> [Problem requirements] Copy the lines exactly. Begin at the first line of the data and stop after the line with "pub const DS_PROJECT_OUTPUT: &str".

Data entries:
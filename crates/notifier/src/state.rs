//! Terraform provisioning state.
//!
//! The state file is JSON with an `outputs` object mapping each output name
//! to `{"value": ...}`. Handlers read individual outputs through
//! [`ProvisioningState`]; nothing else about the file is validated.

use serde::Serialize;

use crate::{
    DecodeError, InstanceName, LocationId, NotebookInstancePath, ProjectId, StateShapeError,
};

/// Output holding the data-science analytics project ID.
pub const DS_PROJECT_OUTPUT: &str = "project-radlab-ds-analytics-id";
/// Output holding the comma-joined notebook instance names.
pub const NOTEBOOK_NAMES_OUTPUT: &str = "notebooks-instance-names";
/// Output holding the comma-joined notebook instance locations.
pub const NOTEBOOK_LOCATIONS_OUTPUT: &str = "notebooks-instance-locations";

/// Parsed Terraform state for one deployment request.
#[derive(Debug, Clone, PartialEq, Serialize)]
#[serde(transparent)]
pub struct ProvisioningState(serde_json::Value);

impl ProvisioningState {
    /// Wraps an already-parsed state document.
    pub fn new(value: serde_json::Value) -> Self {
        Self(value)
    }

    /// Decodes a downloaded state object: UTF-8 text, then JSON.
    ///
    /// # Errors
    ///
    /// Returns [`DecodeError::Utf8`] or [`DecodeError::Json`].
    pub fn from_bytes(bytes: Vec<u8>) -> Result<Self, DecodeError> {
        let text = String::from_utf8(bytes)?;
        serde_json::from_str(&text)
            .map(Self)
            .map_err(DecodeError::Json)
    }

    /// Returns the raw state document.
    pub fn as_value(&self) -> &serde_json::Value {
        &self.0
    }

    /// Returns the `value` of the output called `name`.
    ///
    /// # Errors
    ///
    /// Returns [`StateShapeError::MissingOutputs`] if there is no `outputs`
    /// object, or [`StateShapeError::MissingOutput`] if the output (or its
    /// `value`) is absent.
    pub fn output(&self, name: &str) -> Result<&serde_json::Value, StateShapeError> {
        let outputs = self
            .0
            .get("outputs")
            .and_then(serde_json::Value::as_object)
            .ok_or(StateShapeError::MissingOutputs)?;
        outputs
            .get(name)
            .and_then(|output| output.get("value"))
            .ok_or_else(|| StateShapeError::MissingOutput {
                name: name.to_string(),
            })
    }

    /// Returns the output called `name` as a string.
    ///
    /// # Errors
    ///
    /// As [`ProvisioningState::output`], plus [`StateShapeError::NotAString`].
    pub fn output_str(&self, name: &str) -> Result<&str, StateShapeError> {
        self.output(name)?
            .as_str()
            .ok_or_else(|| StateShapeError::NotAString {
                name: name.to_string(),
            })
    }

    /// Returns a comma-joined string output split into its entries, in order.
    ///
    /// Entries are trimmed. An empty string yields no entries.
    ///
    /// # Errors
    ///
    /// As [`ProvisioningState::output_str`].
    pub fn output_list(&self, name: &str) -> Result<Vec<&str>, StateShapeError> {
        let joined = self.output_str(name)?;
        if joined.trim().is_empty() {
            return Ok(Vec::new());
        }
        Ok(joined.split(',').map(str::trim).collect())
    }

    /// Returns the notebook instances created by a data-science deployment.
    ///
    /// Names and locations are paired index-wise; the i-th name lives in the
    /// i-th location. Order follows the outputs.
    ///
    /// # Errors
    ///
    /// Returns [`StateShapeError::InstanceCountMismatch`] if the two lists
    /// have different lengths, [`StateShapeError::EmptyValue`] if the project
    /// or any list entry is empty, and any error from reading the outputs.
    pub fn notebook_instances(&self) -> Result<Vec<NotebookInstancePath>, StateShapeError> {
        let project = ProjectId::new(self.output_str(DS_PROJECT_OUTPUT)?).ok_or_else(|| {
            StateShapeError::EmptyValue {
                name: DS_PROJECT_OUTPUT.to_string(),
            }
        })?;
        let names = self.output_list(NOTEBOOK_NAMES_OUTPUT)?;
        let locations = self.output_list(NOTEBOOK_LOCATIONS_OUTPUT)?;

        if names.len() != locations.len() {
            return Err(StateShapeError::InstanceCountMismatch {
                names: names.len(),
                locations: locations.len(),
            });
        }

        names
            .into_iter()
            .zip(locations)
            .map(|(name, location)| {
                let name = InstanceName::new(name).ok_or_else(|| StateShapeError::EmptyValue {
                    name: NOTEBOOK_NAMES_OUTPUT.to_string(),
                })?;
                let location =
                    LocationId::new(location).ok_or_else(|| StateShapeError::EmptyValue {
                        name: NOTEBOOK_LOCATIONS_OUTPUT.to_string(),
                    })?;
                Ok(NotebookInstancePath::new(project.clone(), location, name))
            })
            .collect()
    }
}
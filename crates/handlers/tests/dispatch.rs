//! End-to-end dispatch checks against in-memory ports.

#![allow(clippy::expect_used, clippy::unwrap_used)]

use std::sync::{Arc, Mutex};

use async_trait::async_trait;
use handlers::{Dispatcher, FlavorHandler, HandlerContext, HandlerSet, Outcome};
use notifier::fakes::{InMemoryBlobStore, InMemoryDocumentStore, RecordingNotebookService};
use notifier::{
    CloudEvent, DecodeError, FetchErrorKind, Flavor, MessagePublishedData, PubsubMessage,
    RelayError, Service,
};
use serde_json::json;

const DS_STATE: &str = r#"{"outputs":{"project-radlab-ds-analytics-id":{"value":"proj-x"},"notebooks-instance-names":{"value":"nb1"},"notebooks-instance-locations":{"value":"us-central1"}}}"#;

fn build_event(trigger_name: &str, status: &str) -> CloudEvent {
    let payload = json!({
        "id": "build-1",
        "status": status,
        "substitutions": {
            "TRIGGER_NAME": trigger_name,
            "_REQUEST_ID": "req-1",
            "_STORAGE_BUCKET": "bkt-1"
        }
    });
    CloudEvent::from_data(MessagePublishedData {
        message: PubsubMessage::from_json(&payload),
        subscription: Some("projects/p/subscriptions/rad-lab-builds".to_string()),
    })
}

struct Harness {
    documents: Arc<InMemoryDocumentStore>,
    blobs: Arc<InMemoryBlobStore>,
    notebooks: Arc<RecordingNotebookService>,
}

impl Harness {
    fn new(state: &str) -> Self {
        Self {
            documents: Arc::new(
                InMemoryDocumentStore::new()
                    .with_document("rad-lab-requests/req-1", json!({"requester": "ana"})),
            ),
            blobs: Arc::new(InMemoryBlobStore::new().with_object(
                "bkt-1",
                "req-1/default.tfstate",
                state,
            )),
            notebooks: Arc::new(RecordingNotebookService::new()),
        }
    }

    fn standard(&self) -> Dispatcher {
        self.with_handlers(HandlerSet::standard(self.notebooks.clone()))
    }

    fn with_handlers(&self, handlers: HandlerSet) -> Dispatcher {
        Dispatcher::new(self.documents.clone(), self.blobs.clone(), handlers)
    }

    fn lookups(&self) -> Vec<String> {
        self.notebooks
            .calls()
            .iter()
            .map(ToString::to_string)
            .collect()
    }
}

/// Records which flavor's handler ran.
struct Recorder {
    flavor: Flavor,
    seen: Arc<Mutex<Vec<Flavor>>>,
}

#[async_trait]
impl FlavorHandler for Recorder {
    async fn handle(&self, _ctx: &HandlerContext<'_>) -> Result<(), RelayError> {
        self.seen.lock().unwrap().push(self.flavor);
        Ok(())
    }
}

fn recording_set(seen: &Arc<Mutex<Vec<Flavor>>>) -> HandlerSet {
    Flavor::ALL.into_iter().fold(HandlerSet::new(), |set, flavor| {
        set.with_handler(
            flavor,
            Arc::new(Recorder {
                flavor,
                seen: Arc::clone(seen),
            }),
        )
    })
}

#[tokio::test]
async fn unknown_trigger_is_ignored_without_fetching() {
    let harness = Harness::new(DS_STATE);
    let dispatcher = harness.standard();

    for trigger in ["deploy-website", "rad-lab-launch-data-science", ""] {
        let outcome = dispatcher
            .dispatch(&build_event(trigger, "SUCCESS"))
            .await
            .unwrap();
        assert_eq!(
            outcome,
            Outcome::Ignored {
                trigger_name: Some(trigger.to_string())
            }
        );
    }

    assert!(harness.documents.calls().is_empty());
    assert!(harness.blobs.calls().is_empty());
    assert!(harness.lookups().is_empty());
}

#[tokio::test]
async fn build_without_trigger_name_is_ignored() {
    let harness = Harness::new(DS_STATE);
    let event = CloudEvent::from_data(MessagePublishedData {
        message: PubsubMessage::from_json(&json!({"status": "SUCCESS", "substitutions": {}})),
        subscription: None,
    });

    let outcome = harness.standard().dispatch(&event).await.unwrap();

    assert_eq!(outcome, Outcome::Ignored { trigger_name: None });
    assert!(harness.documents.calls().is_empty());
}

#[tokio::test]
async fn each_trigger_runs_exactly_its_own_handler() {
    for flavor in Flavor::ALL {
        let harness = Harness::new("{}");
        let seen = Arc::new(Mutex::new(Vec::new()));
        let dispatcher = harness.with_handlers(recording_set(&seen));

        let outcome = dispatcher
            .dispatch(&build_event(flavor.trigger_name(), "SUCCESS"))
            .await
            .unwrap();

        assert_eq!(outcome, Outcome::Handled { flavor });
        assert_eq!(*seen.lock().unwrap(), vec![flavor]);
    }
}

#[tokio::test]
async fn state_is_fetched_from_the_request_prefix_after_the_document() {
    let harness = Harness::new("{}");
    harness
        .standard()
        .dispatch(&build_event("rad-lab-launch-genomics-cromwell", "SUCCESS"))
        .await
        .unwrap();

    let documents: Vec<String> = harness
        .documents
        .calls()
        .iter()
        .map(ToString::to_string)
        .collect();
    assert_eq!(documents, vec!["rad-lab-requests/req-1"]);

    let blobs = harness.blobs.calls();
    assert_eq!(blobs.len(), 1);
    assert_eq!(blobs[0].0.as_str(), "bkt-1");
    assert_eq!(blobs[0].1.as_str(), "req-1/default.tfstate");
}

#[tokio::test]
async fn data_science_success_looks_up_the_provisioned_notebook() {
    let harness = Harness::new(DS_STATE);

    let outcome = harness
        .standard()
        .dispatch(&build_event("rad-lab-launch-data-science-pub-sub", "SUCCESS"))
        .await
        .unwrap();

    assert_eq!(
        outcome,
        Outcome::Handled {
            flavor: Flavor::DataScience
        }
    );
    assert_eq!(
        harness.lookups(),
        vec!["projects/proj-x/locations/us-central1/instances/nb1"]
    );
}

#[tokio::test]
async fn data_science_failure_makes_no_lookups() {
    let harness = Harness::new(DS_STATE);

    harness
        .standard()
        .dispatch(&build_event("rad-lab-launch-data-science-pub-sub", "FAILURE"))
        .await
        .unwrap();

    assert!(harness.lookups().is_empty());
}

fn build_event_without_status(trigger_name: &str) -> CloudEvent {
    let payload = json!({
        "substitutions": {
            "TRIGGER_NAME": trigger_name,
            "_REQUEST_ID": "req-1",
            "_STORAGE_BUCKET": "bkt-1"
        }
    });
    CloudEvent::from_data(MessagePublishedData {
        message: PubsubMessage::from_json(&payload),
        subscription: None,
    })
}

#[tokio::test]
async fn build_without_status_is_handled_as_not_successful() {
    let harness = Harness::new(DS_STATE);
    let dispatcher = harness.standard();

    let outcome = dispatcher
        .dispatch(&build_event_without_status("rad-lab-launch-alpha-fold-pub-sub"))
        .await
        .unwrap();
    assert_eq!(
        outcome,
        Outcome::Handled {
            flavor: Flavor::AlphaFold
        }
    );

    let outcome = dispatcher
        .dispatch(&build_event_without_status("rad-lab-launch-data-science-pub-sub"))
        .await
        .unwrap();
    assert_eq!(
        outcome,
        Outcome::Handled {
            flavor: Flavor::DataScience
        }
    );
    assert!(harness.lookups().is_empty());
}

#[tokio::test]
async fn missing_state_object_fails_before_any_handler_runs() {
    for flavor in Flavor::ALL {
        let harness = Harness::new("{}");
        let blobs = Arc::new(InMemoryBlobStore::new());
        let seen = Arc::new(Mutex::new(Vec::new()));
        let dispatcher =
            Dispatcher::new(harness.documents.clone(), blobs.clone(), recording_set(&seen));

        let err = dispatcher
            .dispatch(&build_event(flavor.trigger_name(), "SUCCESS"))
            .await
            .unwrap_err();

        match err {
            RelayError::Fetch(e) => {
                assert_eq!(e.service, Service::BlobStore);
                assert_eq!(e.kind, FetchErrorKind::NotFound);
            }
            other => panic!("expected blob store fetch error, got {other:?}"),
        }
        assert_eq!(blobs.calls().len(), 1);
        assert!(seen.lock().unwrap().is_empty());
    }
}

#[tokio::test]
async fn document_store_failure_stops_before_the_download() {
    let harness = Harness::new(DS_STATE);
    let documents = Arc::new(InMemoryDocumentStore::new().failing(FetchErrorKind::PermissionDenied));
    let dispatcher = Dispatcher::new(
        documents,
        harness.blobs.clone(),
        HandlerSet::standard(harness.notebooks.clone()),
    );

    let err = dispatcher
        .dispatch(&build_event("rad-lab-launch-alpha-fold-pub-sub", "SUCCESS"))
        .await
        .unwrap_err();

    assert!(matches!(err, RelayError::Fetch(ref e) if e.service == Service::DocumentStore));
    assert!(harness.blobs.calls().is_empty());
}

#[tokio::test]
async fn missing_request_document_is_passed_through() {
    let harness = Harness::new("{}");
    let documents = Arc::new(InMemoryDocumentStore::new());
    let dispatcher = Dispatcher::new(
        documents.clone(),
        harness.blobs.clone(),
        HandlerSet::standard(harness.notebooks.clone()),
    );

    let outcome = dispatcher
        .dispatch(&build_event("rad-lab-launch-genomics-dsub", "SUCCESS"))
        .await
        .unwrap();

    assert_eq!(
        outcome,
        Outcome::Handled {
            flavor: Flavor::GenomicsDsub
        }
    );
    assert_eq!(documents.calls().len(), 1);
}

#[tokio::test]
async fn malformed_state_is_a_decode_error() {
    let harness = Harness::new("provider \"google\" {}");

    let err = harness
        .standard()
        .dispatch(&build_event("rad-lab-launch-silicon-design", "SUCCESS"))
        .await
        .unwrap_err();

    assert!(matches!(err, RelayError::Decode(DecodeError::Json(_))));
}

#[tokio::test]
async fn malformed_message_data_fails_before_any_fetch() {
    let harness = Harness::new(DS_STATE);
    let mut event = build_event("rad-lab-launch-data-science-pub-sub", "SUCCESS");
    event.data.message.data = Some("%%% not base64 %%%".to_string());

    let err = harness.standard().dispatch(&event).await.unwrap_err();

    assert!(matches!(err, RelayError::Decode(DecodeError::Base64(_))));
    assert!(harness.documents.calls().is_empty());
    assert!(harness.blobs.calls().is_empty());
}

#[tokio::test]
async fn unregistered_flavor_is_reported() {
    let harness = Harness::new("{}");
    let dispatcher = harness.with_handlers(HandlerSet::new());

    let err = dispatcher
        .dispatch(&build_event("rad-lab-launch-alpha-fold-pub-sub", "SUCCESS"))
        .await
        .unwrap_err();

    assert!(matches!(
        err,
        RelayError::NoHandler {
            flavor: Flavor::AlphaFold
        }
    ));
}
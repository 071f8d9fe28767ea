//! Log subscriber installation.

use ticktrail_core::config::{ConfigError, LogFormat, LoggingConfig};
use tracing_subscriber::EnvFilter;

use crate::error::IngestError;

/// Install the global subscriber. `RUST_LOG` wins over `logging.level`.
pub fn init(config: &LoggingConfig) -> Result<(), IngestError> {
    let filter = match EnvFilter::try_from_default_env() {
        Ok(filter) => filter,
        Err(_) => EnvFilter::try_new(&config.level).map_err(|e| ConfigError::Invalid {
            reason: format!("logging.level {:?} is not a filter directive: {e}", config.level),
        })?,
    };

    let builder = tracing_subscriber::fmt()
        .with_env_filter(filter)
        .with_target(true);
    let installed = match config.format {
        LogFormat::Text => builder.try_init(),
        LogFormat::Json => builder.json().try_init(),
    };
    installed.map_err(|e| IngestError::Logging {
        message: e.to_string(),
    })
}
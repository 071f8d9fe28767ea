//! Cooperative shutdown signal shared by every pipeline task.
//!
//! The flag is an [`AtomicBool`] so hot loops can poll it without locking;
//! tasks parked in `select!` wait on [`ShutdownSignal::wait`] instead.

use std::sync::atomic::{AtomicBool, Ordering};

use tokio::sync::Notify;

/// Shared stop flag plus wake-up notification.
#[derive(Debug, Default)]
pub struct ShutdownSignal {
    requested: AtomicBool,
    notify: Notify,
}

impl ShutdownSignal {
    /// Create a signal in the running state.
    pub fn new() -> Self {
        Self::default()
    }

    /// Request shutdown and wake every waiter. Idempotent.
    pub fn request(&self) {
        self.requested.store(true, Ordering::Release);
        self.notify.notify_waiters();
    }

    /// Whether shutdown has been requested.
    pub fn is_requested(&self) -> bool {
        self.requested.load(Ordering::Acquire)
    }

    /// Wait until shutdown is requested. Returns immediately if it already was.
    pub async fn wait(&self) {
        let notified = self.notify.notified();
        tokio::pin!(notified);
        notified.as_mut().enable();
        if self.is_requested() {
            return;
        }
        notified.await;
    }
}
//! Write orchestrator: commits compiled batches with bounded retry.
//!
//! A batch commits in two steps. The bulk insert runs first; once the store
//! acknowledges it, the threading sequence runs. Either step is retried
//! verbatim on transient failure, which is safe because both are
//! idempotent. A non-transient failure ends the batch at once.
//!
//! Only one batch is in flight per orchestrator: `commit` holds an async
//! mutex for both steps, so batch N+1's insert never starts before batch
//! N's threading has finished. Every store call is bounded by a timeout,
//! and a timeout counts as a transient failure.

use std::future::Future;
use std::sync::Arc;
use std::time::Duration;

use rand::Rng;
use ticktrail_types::BatchId;
use tokio::sync::Mutex;
use tracing::{debug, info, warn};

use crate::compiler::CompiledBatch;
use crate::gateway::{StoreError, StoreGateway, WriteStats};
use crate::metrics::PipelineMetrics;
use crate::threading;

/// How transient failures are retried.
#[derive(Debug, Clone, Copy, PartialEq, Eq)]
pub struct RetryPolicy {
    /// Attempts per step, including the first.
    pub max_attempts: u32,
    /// Delay before the first retry; doubles on each later retry.
    pub initial_backoff: Duration,
    /// Cap on the delay.
    pub max_backoff: Duration,
    /// Spread each delay by up to ±25%.
    pub jitter: bool,
}

impl Default for RetryPolicy {
    fn default() -> Self {
        Self {
            max_attempts: 5,
            initial_backoff: Duration::from_millis(100),
            max_backoff: Duration::from_secs(5),
            jitter: true,
        }
    }
}

impl RetryPolicy {
    /// Delay after failed attempt number `attempt` (1-based), before jitter.
    pub fn backoff(&self, attempt: u32) -> Duration {
        let factor = 1_u32
            .checked_shl(attempt.saturating_sub(1))
            .unwrap_or(u32::MAX);
        self.initial_backoff
            .saturating_mul(factor)
            .min(self.max_backoff)
    }

    fn delay(&self, attempt: u32) -> Duration {
        let base = self.backoff(attempt);
        if !self.jitter {
            return base;
        }
        let millis = u64::try_from(base.as_millis()).unwrap_or(u64::MAX);
        let spread = millis / 4;
        if spread == 0 {
            return base;
        }
        let jittered =
            rand::rng().random_range(millis.saturating_sub(spread)..=millis.saturating_add(spread));
        Duration::from_millis(jittered)
    }
}

/// Why a batch could not be committed.
#[derive(Debug, Clone, PartialEq, Eq, thiserror::Error)]
pub enum OrchestratorError {
    /// Every allowed attempt failed transiently.
    #[error("{step} failed after {attempts} attempts: {source}")]
    RetriesExhausted {
        /// The step that failed.
        step: &'static str,
        /// Attempts made.
        attempts: u32,
        /// The last failure.
        source: StoreError,
    },

    /// The store reported a failure that retrying cannot fix.
    #[error("{step} failed: {source}")]
    Fatal {
        /// The step that failed.
        step: &'static str,
        /// The failure.
        source: StoreError,
    },
}

/// The result of a step that eventually succeeded.
#[derive(Debug)]
struct Settled<T> {
    value: T,
    /// An earlier attempt timed out, so the store may have applied it.
    after_timeout: bool,
}

/// Events a successful insert committed.
fn committed_events(event_count: usize, stats: &WriteStats, after_timeout: bool) -> u64 {
    let events = u64::try_from(event_count).unwrap_or(u64::MAX);
    if after_timeout {
        events
    } else {
        events.saturating_sub(stats.duplicates_skipped)
    }
}

/// Serialized, retrying submitter of compiled batches.
#[derive(Debug)]
pub struct WriteOrchestrator<G> {
    gateway: Arc<G>,
    policy: RetryPolicy,
    timeout: Duration,
    metrics: Arc<PipelineMetrics>,
    in_flight: Mutex<()>,
}

impl<G: StoreGateway> WriteOrchestrator<G> {
    /// Create an orchestrator. `timeout` bounds each store call.
    pub fn new(
        gateway: Arc<G>,
        policy: RetryPolicy,
        timeout: Duration,
        metrics: Arc<PipelineMetrics>,
    ) -> Self {
        Self {
            gateway,
            policy,
            timeout,
            metrics,
            in_flight: Mutex::new(()),
        }
    }

    /// The store this orchestrator writes to.
    pub const fn gateway(&self) -> &Arc<G> {
        &self.gateway
    }

    /// Insert a batch, then thread it.
    ///
    /// Returns the number of events committed: the batch's distinct events
    /// minus any whose counter the store already held. When an insert
    /// attempt timed out before the one that succeeded, the store may have
    /// applied the timed-out attempt, so its rows come back as duplicates.
    /// Every distinct event is then counted as committed.
    ///
    /// # Errors
    ///
    /// Returns [`OrchestratorError`] when either step fails fatally or
    /// runs out of retries. The batch is then abandoned; the pipeline
    /// carries on with the next one.
    pub async fn commit(&self, batch: &CompiledBatch) -> Result<u64, OrchestratorError> {
        let _turn = self.in_flight.lock().await;
        let batch_id = Some(batch.batch_id);

        let result: Result<Settled<WriteStats>, OrchestratorError> = async {
            let insert = self
                .with_retry(batch_id, batch.mutation.label(), || {
                    self.gateway.execute(&batch.mutation)
                })
                .await?;
            let sequence = threading::sequence();
            self.with_retry(batch_id, "threading", || {
                self.gateway.execute_sequence(&sequence)
            })
            .await?;
            Ok(insert)
        }
        .await;

        match result {
            Ok(Settled {
                value: stats,
                after_timeout,
            }) => {
                let committed = committed_events(batch.event_count, &stats, after_timeout);
                self.metrics.record_committed(committed);
                if after_timeout && stats.duplicates_skipped > 0 {
                    info!(
                        batch_id = %batch.batch_id,
                        duplicates_skipped = stats.duplicates_skipped,
                        "insert retried after a timeout, duplicates counted as committed"
                    );
                }
                info!(
                    batch_id = %batch.batch_id,
                    events = committed,
                    nodes_created = stats.nodes_created,
                    links_created = stats.links_created,
                    duplicates_skipped = stats.duplicates_skipped,
                    "batch committed"
                );
                Ok(committed)
            }
            Err(e) => {
                self.metrics.record_batch_failed();
                Err(e)
            }
        }
    }

    /// Run the threading sequence on its own, outside any batch.
    ///
    /// Used for periodic catch-up. Safe alongside an in-flight `commit`
    /// because every threading step only touches unlinked nodes.
    ///
    /// # Errors
    ///
    /// Returns [`OrchestratorError`] as for [`commit`](Self::commit).
    pub async fn run_threading(&self) -> Result<(), OrchestratorError> {
        let sequence = threading::sequence();
        self.with_retry(None, "threading", || self.gateway.execute_sequence(&sequence))
            .await?;
        debug!("threading catch-up pass complete");
        Ok(())
    }

    async fn with_retry<T, F, Fut>(
        &self,
        batch_id: Option<BatchId>,
        step: &'static str,
        mut op: F,
    ) -> Result<Settled<T>, OrchestratorError>
    where
        F: FnMut() -> Fut,
        Fut: Future<Output = Result<T, StoreError>>,
    {
        let mut attempt = 1_u32;
        let mut after_timeout = false;
        loop {
            let outcome = match tokio::time::timeout(self.timeout, op()).await {
                Ok(outcome) => outcome,
                Err(_elapsed) => Err(StoreError::Timeout(self.timeout)),
            };
            let error = match outcome {
                Ok(value) => {
                    return Ok(Settled {
                        value,
                        after_timeout,
                    });
                }
                Err(error) => error,
            };
            if matches!(error, StoreError::Timeout(_)) {
                after_timeout = true;
            }

            if !error.is_transient() {
                return Err(OrchestratorError::Fatal {
                    step,
                    source: error,
                });
            }
            if attempt >= self.policy.max_attempts {
                return Err(OrchestratorError::RetriesExhausted {
                    step,
                    attempts: attempt,
                    source: error,
                });
            }

            let delay = self.policy.delay(attempt);
            warn!(
                batch_id = ?batch_id.map(|id| id.to_string()),
                step,
                attempt,
                max_attempts = self.policy.max_attempts,
                delay_ms = u64::try_from(delay.as_millis()).unwrap_or(u64::MAX),
                error = %error,
                "transient store failure, retrying"
            );
            self.metrics.record_retry();
            tokio::time::sleep(delay).await;
            attempt = attempt.saturating_add(1);
        }
    }
}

> [Expected answer]
filename crates/notifier/src/state.rs
//! Terraform provisioning state.
//!
//! The state file is JSON with an `outputs` object mapping each output name
//! to `{"value": ...}`. Handlers read individual outputs through
//! [`ProvisioningState`]; nothing else about the file is validated.

use serde::Serialize;

use crate::{
    DecodeError, InstanceName, LocationId, NotebookInstancePath, ProjectId, StateShapeError,
};

/// Output holding the data-science analytics project ID.
pub const DS_PROJECT_OUTPUT: &str = "project-radlab-ds-analytics-id";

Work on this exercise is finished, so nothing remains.